Despite seeking outpatient treatment at age 17, Evancho continued to struggle — and when the COVID-19 crisis hit in 2020, her eating disorder was only exacerbated.

"The urge to restrict what I'm eating, on top of eating because I'm bored, and panic because I have this distorted view of myself in the mirror . . . it made everything really difficult," she says. "There weren't distractions during COVID."

Today, Evancho is "still fully in the throes" of her ordeal, but, now, she wants to be healthy. She sees a nutritionist and therapist and undergoes eye movement desensitization and reprocessing (EMDR), a type of psychotherapy that she hopes will help her process past trauma and get her anorexia under control.

Jackie Evancho
Johnny Louis/Getty

"I'm still struggling, but I'm fighting, which is good because a year ago I was giving in to it completely, and that's so dark and painful," Evancho says. "I'm not healthy yet, but I have been able to implement healthy coping skills and better eating habits."

Music — and her career — have motivated the performer.

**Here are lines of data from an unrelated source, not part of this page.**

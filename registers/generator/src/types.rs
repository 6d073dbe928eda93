// Licensed under the Apache-2.0 license

//! Register model.
//!
//! Plain data handed over by a front-end (spreadsheet, structured config or
//! template parser) and passed immutably through the pipeline.
//!
//! ```text
//! RegisterFile
//! └── registers: Vec<Register>          # declaration order
//!     └── fields: Vec<BitField>         # empty = one implicit full-width field
//! ```
//!
//! Ownership is strictly top-down. Nothing points back at its parent; name
//! lookups are built on demand by whoever needs them.

use crate::access::AccessType;
use crate::util::bit_mask;
use serde::{Deserialize, Serialize};
use std::borrow::Cow;
use std::str::FromStr;

/// Register widths the emitters know how to render.
pub const SUPPORTED_DATA_WIDTHS: [u8; 4] = [8, 16, 32, 64];

/// Name of the implicit field of a register declared without fields.
pub const IMPLICIT_FIELD_NAME: &str = "VALUE";

fn default_data_width() -> u8 {
    32
}

fn default_address_width() -> u8 {
    32
}

//=============================================================================
// AccessTag
//=============================================================================

/// An access type as delivered by the front-end.
///
/// Unrecognised tags are kept verbatim so the validator can report them
/// instead of the front-end silently dropping them.
#[derive(Clone, Debug, PartialEq, Eq, Serialize, Deserialize)]
#[serde(from = "String", into = "String")]
pub enum AccessTag {
    Known(AccessType),
    Unknown(String),
}

impl AccessTag {
    pub fn access_type(&self) -> Option<AccessType> {
        match self {
            AccessTag::Known(access) => Some(*access),
            AccessTag::Unknown(_) => None,
        }
    }
}

impl Default for AccessTag {
    fn default() -> Self {
        AccessTag::Known(AccessType::ReadWrite)
    }
}

impl From<AccessType> for AccessTag {
    fn from(access: AccessType) -> Self {
        AccessTag::Known(access)
    }
}

impl From<String> for AccessTag {
    fn from(tag: String) -> Self {
        match AccessType::from_str(tag.trim()) {
            Ok(access) => AccessTag::Known(access),
            Err(_) => AccessTag::Unknown(tag),
        }
    }
}

impl From<&str> for AccessTag {
    fn from(tag: &str) -> Self {
        AccessTag::from(tag.to_string())
    }
}

impl From<AccessTag> for String {
    fn from(tag: AccessTag) -> Self {
        tag.to_string()
    }
}

impl std::fmt::Display for AccessTag {
    fn fmt(&self, f: &mut std::fmt::Formatter<'_>) -> std::fmt::Result {
        match self {
            AccessTag::Known(access) => write!(f, "{access}"),
            AccessTag::Unknown(tag) => f.write_str(tag),
        }
    }
}

//=============================================================================
// LockRef
//=============================================================================

/// Reference to the field whose non-zero value blocks writes to another
/// field, spelled `REGISTER.FIELD`.
#[derive(Clone, Debug, PartialEq, Eq, Serialize, Deserialize)]
#[serde(try_from = "String", into = "String")]
pub struct LockRef {
    pub register: String,
    pub field: String,
}

impl LockRef {
    pub fn new(register: &str, field: &str) -> Self {
        Self {
            register: register.to_string(),
            field: field.to_string(),
        }
    }
}

impl FromStr for LockRef {
    type Err = String;

    fn from_str(s: &str) -> Result<Self, Self::Err> {
        match s.trim().split_once('.') {
            Some((register, field)) if !register.is_empty() && !field.is_empty() => {
                Ok(LockRef::new(register.trim(), field.trim()))
            }
            _ => Err(format!("lock reference `{s}` is not of the form REGISTER.FIELD")),
        }
    }
}

impl TryFrom<String> for LockRef {
    type Error = String;

    fn try_from(value: String) -> Result<Self, Self::Error> {
        value.parse()
    }
}

impl From<LockRef> for String {
    fn from(lock: LockRef) -> Self {
        lock.to_string()
    }
}

impl std::fmt::Display for LockRef {
    fn fmt(&self, f: &mut std::fmt::Formatter<'_>) -> std::fmt::Result {
        write!(f, "{}.{}", self.register, self.field)
    }
}

//=============================================================================
// BitField
//=============================================================================

/// A contiguous run of bits inside a register.
///
/// `position` and `width` must arrive normalised as integers; a textual bit
/// range (`"7:0"`) is a front-end bug and fails deserialisation.
#[derive(Clone, Debug, PartialEq, Eq, Serialize, Deserialize)]
#[serde(deny_unknown_fields)]
pub struct BitField {
    pub name: String,
    /// Least significant bit.
    pub position: u32,
    /// Number of bits, at least one.
    pub width: u32,
    /// Overrides the register's default access type.
    #[serde(default, skip_serializing_if = "Option::is_none")]
    pub access: Option<AccessTag>,
    #[serde(default)]
    pub description: String,
    #[serde(default, skip_serializing_if = "Option::is_none")]
    pub reset: Option<u64>,
    #[serde(default, skip_serializing_if = "Option::is_none")]
    pub locked_by: Option<LockRef>,
}

impl BitField {
    pub fn new(name: &str, position: u32, width: u32) -> Self {
        Self {
            name: name.to_string(),
            position,
            width,
            access: None,
            description: String::new(),
            reset: None,
            locked_by: None,
        }
    }

    pub fn with_access(mut self, access: impl Into<AccessTag>) -> Self {
        self.access = Some(access.into());
        self
    }

    pub fn describe(mut self, description: &str) -> Self {
        self.description = description.to_string();
        self
    }

    pub fn with_reset(mut self, reset: u64) -> Self {
        self.reset = Some(reset);
        self
    }

    pub fn locked_by(mut self, register: &str, field: &str) -> Self {
        self.locked_by = Some(LockRef::new(register, field));
        self
    }

    /// One past the most significant bit.
    pub fn end(&self) -> u64 {
        self.position as u64 + self.width as u64
    }

    /// `((1 << width) - 1) << position`
    pub fn mask(&self) -> u64 {
        bit_mask(self.position, self.width)
    }
}

//=============================================================================
// Register
//=============================================================================

/// An addressable register.
#[derive(Clone, Debug, PartialEq, Eq, Serialize, Deserialize)]
#[serde(deny_unknown_fields)]
pub struct Register {
    pub name: String,
    /// Byte offset; `None` until the allocator assigns one.
    #[serde(default, skip_serializing_if = "Option::is_none")]
    pub address: Option<u64>,
    /// Accept an explicit address that is not a multiple of the access unit.
    #[serde(default)]
    pub allow_unaligned: bool,
    #[serde(default)]
    pub description: String,
    /// Default access type of the register's fields.
    #[serde(default)]
    pub access: AccessTag,
    #[serde(default, skip_serializing_if = "Option::is_none")]
    pub reset: Option<u64>,
    #[serde(default)]
    pub fields: Vec<BitField>,
}

impl Register {
    pub fn new(name: &str, access: impl Into<AccessTag>) -> Self {
        Self {
            name: name.to_string(),
            address: None,
            allow_unaligned: false,
            description: String::new(),
            access: access.into(),
            reset: None,
            fields: Vec::new(),
        }
    }

    pub fn at(mut self, address: u64) -> Self {
        self.address = Some(address);
        self
    }

    pub fn unaligned(mut self) -> Self {
        self.allow_unaligned = true;
        self
    }

    pub fn describe(mut self, description: &str) -> Self {
        self.description = description.to_string();
        self
    }

    pub fn with_reset(mut self, reset: u64) -> Self {
        self.reset = Some(reset);
        self
    }

    pub fn with_field(mut self, field: BitField) -> Self {
        self.fields.push(field);
        self
    }

    /// Access type in force for `field`: its own override, else the
    /// register default.
    pub fn field_access<'a>(&'a self, field: &'a BitField) -> &'a AccessTag {
        field.access.as_ref().unwrap_or(&self.access)
    }

    /// The declared fields, or the single implicit full-width field when
    /// none are declared.
    pub fn effective_fields(&self, data_width: u8) -> Cow<'_, [BitField]> {
        if self.fields.is_empty() {
            let mut implicit = BitField::new(IMPLICIT_FIELD_NAME, 0, data_width as u32);
            implicit.description = self.description.clone();
            Cow::Owned(vec![implicit])
        } else {
            Cow::Borrowed(&self.fields)
        }
    }

    /// Reset value of `field`: its own, else the matching slice of the
    /// register reset.
    pub fn field_reset(&self, field: &BitField) -> Option<u64> {
        field
            .reset
            .or_else(|| {
                self.reset
                    .map(|r| (r & field.mask()).checked_shr(field.position).unwrap_or(0))
            })
    }
}

//=============================================================================
// RegisterFile
//=============================================================================

/// A block of memory-mapped registers sharing one data width.
#[derive(Clone, Debug, PartialEq, Eq, Serialize, Deserialize)]
#[serde(deny_unknown_fields)]
pub struct RegisterFile {
    pub name: String,
    /// Register width in bits (8, 16, 32 or 64).
    #[serde(default = "default_data_width")]
    pub data_width: u8,
    /// Width of a byte address in bits.
    #[serde(default = "default_address_width")]
    pub address_width: u8,
    #[serde(default)]
    pub registers: Vec<Register>,
}

impl RegisterFile {
    pub fn new(name: &str, data_width: u8, address_width: u8) -> Self {
        Self {
            name: name.to_string(),
            data_width,
            address_width,
            registers: Vec::new(),
        }
    }

    pub fn with_register(mut self, register: Register) -> Self {
        self.registers.push(register);
        self
    }

    /// Bytes per register, the allocation and alignment unit.
    pub fn access_unit(&self) -> u64 {
        (self.data_width as u64 / 8).max(1)
    }

    /// Whether `address` is representable in `address_width` bits.
    pub fn address_fits(&self, address: u64) -> bool {
        self.address_width >= 64 || address < (1u64 << self.address_width)
    }

    /// Case-insensitive register lookup.
    pub fn register(&self, name: &str) -> Option<&Register> {
        self.registers
            .iter()
            .find(|r| r.name.eq_ignore_ascii_case(name))
    }

    /// Case-insensitive lookup of a field through a lock reference.
    pub fn lock_target(&self, lock: &LockRef) -> Option<(&Register, BitField)> {
        let register = self.register(&lock.register)?;
        let field = register
            .effective_fields(self.data_width)
            .iter()
            .find(|f| f.name.eq_ignore_ascii_case(&lock.field))
            .cloned()?;
        Some((register, field))
    }
}

#[cfg(test)]
mod tests {
    use super::*;

    #[test]
    fn test_access_tag_parsing() {
        assert_eq!(AccessTag::from("W1C"), AccessTag::Known(AccessType::Write1Clear));
        assert_eq!(
            AccessTag::from(" ReadOnly "),
            AccessTag::Known(AccessType::ReadOnly)
        );
        assert_eq!(AccessTag::from("bogus"), AccessTag::Unknown("bogus".into()));
        assert_eq!(AccessTag::from(AccessType::Write0Pulse).to_string(), "W0P");
    }

    #[test]
    fn test_lock_ref_parsing() {
        let lock: LockRef = "LOCK.EN".parse().unwrap();
        assert_eq!(lock, LockRef::new("LOCK", "EN"));
        assert!("LOCK".parse::<LockRef>().is_err());
        assert!(".EN".parse::<LockRef>().is_err());
    }

    #[test]
    fn test_implicit_field() {
        let reg = Register::new("DATA", AccessType::ReadWrite)
            .describe("data port")
            .with_reset(0xAB);
        let fields = reg.effective_fields(16);
        assert_eq!(fields.len(), 1);
        assert_eq!(fields[0].name, IMPLICIT_FIELD_NAME);
        assert_eq!((fields[0].position, fields[0].width), (0, 16));
        assert_eq!(fields[0].description, "data port");
        assert_eq!(reg.field_reset(&fields[0]), Some(0xAB));
    }

    #[test]
    fn test_field_reset_from_register() {
        let reg = Register::new("CTRL", AccessType::ReadWrite)
            .with_reset(0x0000_0350)
            .with_field(BitField::new("MODE", 4, 4))
            .with_field(BitField::new("EN", 0, 1).with_reset(1));
        assert_eq!(reg.field_reset(&reg.fields[0]), Some(0x5));
        assert_eq!(reg.field_reset(&reg.fields[1]), Some(1));
        assert_eq!(
            reg.field_access(&reg.fields[0]),
            &AccessTag::Known(AccessType::ReadWrite)
        );
    }

    #[test]
    fn test_address_fits() {
        let file = RegisterFile::new("f", 32, 8);
        assert!(file.address_fits(0xFC));
        assert!(!file.address_fits(0x100));
        assert!(RegisterFile::new("f", 64, 64).address_fits(u64::MAX));
        assert_eq!(RegisterFile::new("f", 16, 8).access_unit(), 2);
    }

    #[test]
    fn test_deserialize_model() {
        let file: RegisterFile = serde_json::from_str(
            r#"{
                "name": "uart",
                "data_width": 32,
                "address_width": 8,
                "registers": [
                    {"name": "CTRL", "address": 0, "access": "RW", "fields": [
                        {"name": "EN", "position": 0, "width": 1},
                        {"name": "IRQ", "position": 1, "width": 1, "access": "W1C"},
                        {"name": "KEY", "position": 8, "width": 8, "access": "W1",
                         "reset": 0, "locked_by": "CTRL.EN"}
                    ]},
                    {"name": "STATUS", "access": "Sticky"}
                ]
            }"#,
        )
        .unwrap();
        assert_eq!(file.registers.len(), 2);
        let ctrl = &file.registers[0];
        assert_eq!(ctrl.address, Some(0));
        assert_eq!(
            ctrl.fields[1].access,
            Some(AccessTag::Known(AccessType::Write1Clear))
        );
        assert_eq!(ctrl.fields[2].locked_by, Some(LockRef::new("CTRL", "EN")));
        assert_eq!(file.registers[1].access, AccessTag::Unknown("Sticky".into()));
        assert_eq!(file.registers[1].address, None);
    }

    #[test]
    fn test_textual_bit_range_is_rejected() {
        let err = serde_json::from_str::<BitField>(
            r#"{"name": "MODE", "position": "7:4", "width": 4}"#,
        );
        assert!(err.is_err());
    }
}
// Licensed under the Apache-2.0 license

//! C header target.
//!
//! ```text
//! #define UART_CTRL_ADDR 0x00U
//! #define UART_CTRL_EN_POS 0U
//! #define UART_CTRL_EN_MASK 0x00000001U
//! static inline uint32_t uart_ctrl_en_get(uint32_t reg) { ... }
//! static inline uint32_t uart_ctrl_en_set(uint32_t reg, uint32_t value) { ... }
//! typedef struct { volatile uint32_t CTRL; ... } uart_regs_t;
//! ```

use super::{comment_text, field_notes, field_title, FieldIdents, Formulas};
use crate::access::Dialect;
use crate::config::EmitOptions;
use crate::output::GeneratedRegisterFile;
use crate::util::{c_hex, c_type, constant_case};
use std::fmt::{Result, Write};

pub(super) fn render(file: &GeneratedRegisterFile, options: &EmitOptions, out: &mut String) -> Result {
    if let Some(provenance) = &options.provenance {
        writeln!(out, "/*")?;
        for line in provenance.lines() {
            writeln!(out, " * {}", comment_text(&line))?;
        }
        writeln!(out, " */")?;
        writeln!(out)?;
    }

    let guard = format!("{}_H", constant_case(&file.name));
    writeln!(out, "#ifndef {guard}")?;
    writeln!(out, "#define {guard}")?;
    writeln!(out)?;
    writeln!(out, "#include <stdint.h>")?;
    writeln!(out)?;
    writeln!(out, "#ifdef __cplusplus")?;
    writeln!(out, "extern \"C\" {{")?;
    writeln!(out, "#endif")?;
    writeln!(out)?;
    writeln!(out, "#define {} {}U", file.ident(&["DATA_WIDTH"]), file.data_width)?;
    writeln!(out, "#define {} {}U", file.ident(&["ADDR_WIDTH"]), file.address_width)?;

    write_addresses(file, out)?;
    write_fields(file, out)?;
    write_accessors(file, out)?;
    write_overlay(file, out)?;

    writeln!(out)?;
    writeln!(out, "#ifdef __cplusplus")?;
    writeln!(out, "}}")?;
    writeln!(out, "#endif")?;
    writeln!(out)?;
    writeln!(out, "#endif /* {guard} */")?;
    Ok(())
}

fn write_addresses(file: &GeneratedRegisterFile, out: &mut String) -> Result {
    writeln!(out)?;
    writeln!(out, "/* Register addresses */")?;
    for reg in &file.registers {
        let addr = c_hex(reg.address, file.address_width as u32);
        writeln!(out, "#define {} {addr}", file.ident(&[&reg.ident, "ADDR"]))?;
        if let Some(reset) = reg.reset {
            let reset = c_hex(reset, file.data_width as u32);
            writeln!(out, "#define {} {reset}", file.ident(&[&reg.ident, "RESET"]))?;
        }
    }
    Ok(())
}

fn write_fields(file: &GeneratedRegisterFile, out: &mut String) -> Result {
    writeln!(out)?;
    writeln!(out, "/* Register fields */")?;
    for reg in &file.registers {
        for field in &reg.fields {
            let idents = FieldIdents::new(file, reg, field);
            writeln!(out)?;
            writeln!(out, "/* {} */", field_title(reg, field))?;
            writeln!(out, "#define {} {}U", idents.pos, field.position)?;
            writeln!(
                out,
                "#define {} {}",
                idents.mask,
                c_hex(field.mask, file.data_width as u32)
            )?;
            if let Some(reset) = field.reset {
                writeln!(out, "#define {} {}", idents.reset, c_hex(reset, field.width))?;
            }
        }
    }
    Ok(())
}

fn write_accessors(file: &GeneratedRegisterFile, out: &mut String) -> Result {
    let ty = c_type(file.data_width);
    writeln!(out)?;
    writeln!(out, "/* Accessors */")?;
    for reg in &file.registers {
        for field in &reg.fields {
            let idents = FieldIdents::new(file, reg, field);
            let formulas = Formulas::new(field, &idents, Dialect::C);
            let name = &idents.accessor;

            writeln!(out)?;
            if field.description.is_empty() {
                writeln!(out, "/* {} */", field_title(reg, field))?;
            } else {
                writeln!(
                    out,
                    "/* {}: {} */",
                    field_title(reg, field),
                    comment_text(&field.description)
                )?;
            }
            for note in field_notes(field) {
                writeln!(out, "/* {note} */")?;
            }

            if let Some(read) = &formulas.read {
                writeln!(out, "static inline {ty} {name}_get({ty} reg)")?;
                writeln!(out, "{{")?;
                writeln!(out, "    return ({ty})({read});")?;
                writeln!(out, "}}")?;
            }
            if let Some(after_read) = &formulas.after_read {
                writeln!(out, "/* Register value left behind by a read */")?;
                writeln!(out, "static inline {ty} {name}_after_read({ty} reg)")?;
                writeln!(out, "{{")?;
                writeln!(out, "    return ({ty})({after_read});")?;
                writeln!(out, "}}")?;
            }
            if let Some(write) = &formulas.write {
                writeln!(out, "static inline {ty} {name}_set({ty} reg, {ty} value)")?;
                writeln!(out, "{{")?;
                writeln!(out, "    return ({ty})({write});")?;
                writeln!(out, "}}")?;
            }
        }
    }
    Ok(())
}

fn write_overlay(file: &GeneratedRegisterFile, out: &mut String) -> Result {
    let ty = c_type(file.data_width);
    let exact = file.overlay_is_exact();
    writeln!(out)?;
    writeln!(out, "/* Register overlay */")?;
    if !exact {
        writeln!(
            out,
            "/* NOTE: declaration order does not match the address map; member offsets differ from the register addresses */"
        )?;
    }
    writeln!(out, "typedef struct {{")?;
    let mut cursor = 0u64;
    let mut reserved = 0;
    for reg in &file.registers {
        if exact && reg.address > cursor {
            let count = (reg.address - cursor) / file.unit();
            writeln!(
                out,
                "    {ty} _reserved{reserved}[{count}]; /* {} - {} */",
                c_hex(cursor, file.address_width as u32),
                c_hex(reg.address - 1, file.address_width as u32)
            )?;
            reserved += 1;
        }
        let qualifier = if reg.can_write() {
            "volatile"
        } else {
            "const volatile"
        };
        writeln!(
            out,
            "    {qualifier} {ty} {}; /* {} */",
            reg.ident,
            c_hex(reg.address, file.address_width as u32)
        )?;
        cursor = reg.address.saturating_add(file.unit());
    }
    writeln!(out, "}} {}_t;", file.ident(&["REGS"]).to_ascii_lowercase())?;
    Ok(())
}
fn check_register(
    file: &RegisterFile,
    reg: &Register,
    width_ok: bool,
    violations: &mut Vec<Violation>,
) {
    let data_width = file.data_width as u32;

    if width_ok {
        if let Some(address) = reg.address {
            let unit = file.access_unit();
            if !reg.allow_unaligned && address % unit != 0 {
                violations.push(Violation::AddressMisaligned {
                    register: reg.name.clone(),
                    address,
                    unit,
                });
            }
        }
        if let Some(reset) = reg.reset {
            if reset & !bit_mask(0, data_width) != 0 {
                violations.push(Violation::ResetOutOfRange {
                    location: reg.name.clone(),
                    reset,
                    width: data_width,
                });
            }
        }
    }

    if let AccessTag::Unknown(tag) = &reg.access {
        violations.push(Violation::InvalidAccessType {
            location: reg.name.clone(),
            tag: tag.clone(),
            reason: InvalidAccessReason::UnknownTag,
        });
    }

    let fields = reg.effective_fields(file.data_width);
    let location = |field: &BitField| {
        if reg.fields.is_empty() {
            reg.name.clone()
        } else {
            format!("{}.{}", reg.name, field.name)
        }
    };

    let mut names: HashMap<String, &str> = HashMap::new();
    for field in fields.iter() {
        if let Some(first) = names.get(&field.name.to_ascii_lowercase()) {
            violations.push(Violation::DuplicateFieldName {
                register: reg.name.clone(),
                name: field.name.clone(),
                first: first.to_string(),
            });
        } else {
            names.insert(field.name.to_ascii_lowercase(), &field.name);
        }
    }

    for field in fields.iter() {
        if width_ok && (field.width == 0 || field.end() > data_width as u64) {
            violations.push(Violation::FieldOutOfRange {
                register: reg.name.clone(),
                field: field.name.clone(),
                position: field.position,
                width: field.width,
                data_width: file.data_width,
            });
        }

        if let Some(AccessTag::Unknown(tag)) = &field.access {
            violations.push(Violation::InvalidAccessType {
                location: location(field),
                tag: tag.clone(),
                reason: InvalidAccessReason::UnknownTag,
            });
        }
        if let Some(access) = reg.field_access(field).access_type() {
            if access.semantics().requires_reset && reg.field_reset(field).is_none() {
                violations.push(Violation::InvalidAccessType {
                    location: location(field),
                    tag: access.to_string(),
                    reason: InvalidAccessReason::MissingReset,
                });
            }
        }

        if let Some(reset) = field.reset {
            if reset & !bit_mask(0, field.width) != 0 {
                violations.push(Violation::ResetOutOfRange {
                    location: location(field),
                    reset,
                    width: field.width,
                });
            } else if let Some(register_reset) = reg.reset {
                let in_range = width_ok
                    && field.width > 0
                    && field.end() <= data_width as u64
                    && register_reset & !bit_mask(0, data_width) == 0;
                let slice = (register_reset & field.mask())
                    .checked_shr(field.position)
                    .unwrap_or(0);
                if in_range && slice != reset {
                    violations.push(Violation::ResetConflict {
                        location: location(field),
                        reset,
                        register_reset: slice,
                    });
                }
            }
        }

        if let Some(lock) = &field.locked_by {
            let is_self = |target: &Register, target_field: &BitField| {
                target.name.eq_ignore_ascii_case(&reg.name)
                    && target_field.name.eq_ignore_ascii_case(&field.name)
            };
            match file.lock_target(lock) {
                Some((target, target_field)) if !is_self(target, &target_field) => {}
                _ => violations.push(Violation::UnknownLockTarget {
                    location: location(field),
                    target: lock.to_string(),
                }),
            }
        }
    }

    check_overlap(reg, &fields, violations);
}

"Since I was a kid I've put so much blood, sweat and tears into my career, and to see that sort of fade away because of this demon in my head? No, I'm going to fight this now because you can't take this one thing from me," says Evancho, who in September will release her ninth LP, Carousel of Time, a Joni Mitchell covers album that includes remakes of "Both Sides Now" and "A Case of You," among other classics. (See below for a first listen of her "A Case of You" cover, which officially drops July 13.)

Evancho has also been working on original music, having recently returned from a songwriting trip to Nashville, where she found drawing on her experiences cathartic, she says: "It's opening old wounds, but painting with the blood; it wasn't healing, but it was making something beautiful out of something painful."

Adds Evancho: "There are still issues, but they are so much better," she says. "There are days where I feel helpless and hopeless, but I'm sick of living like this."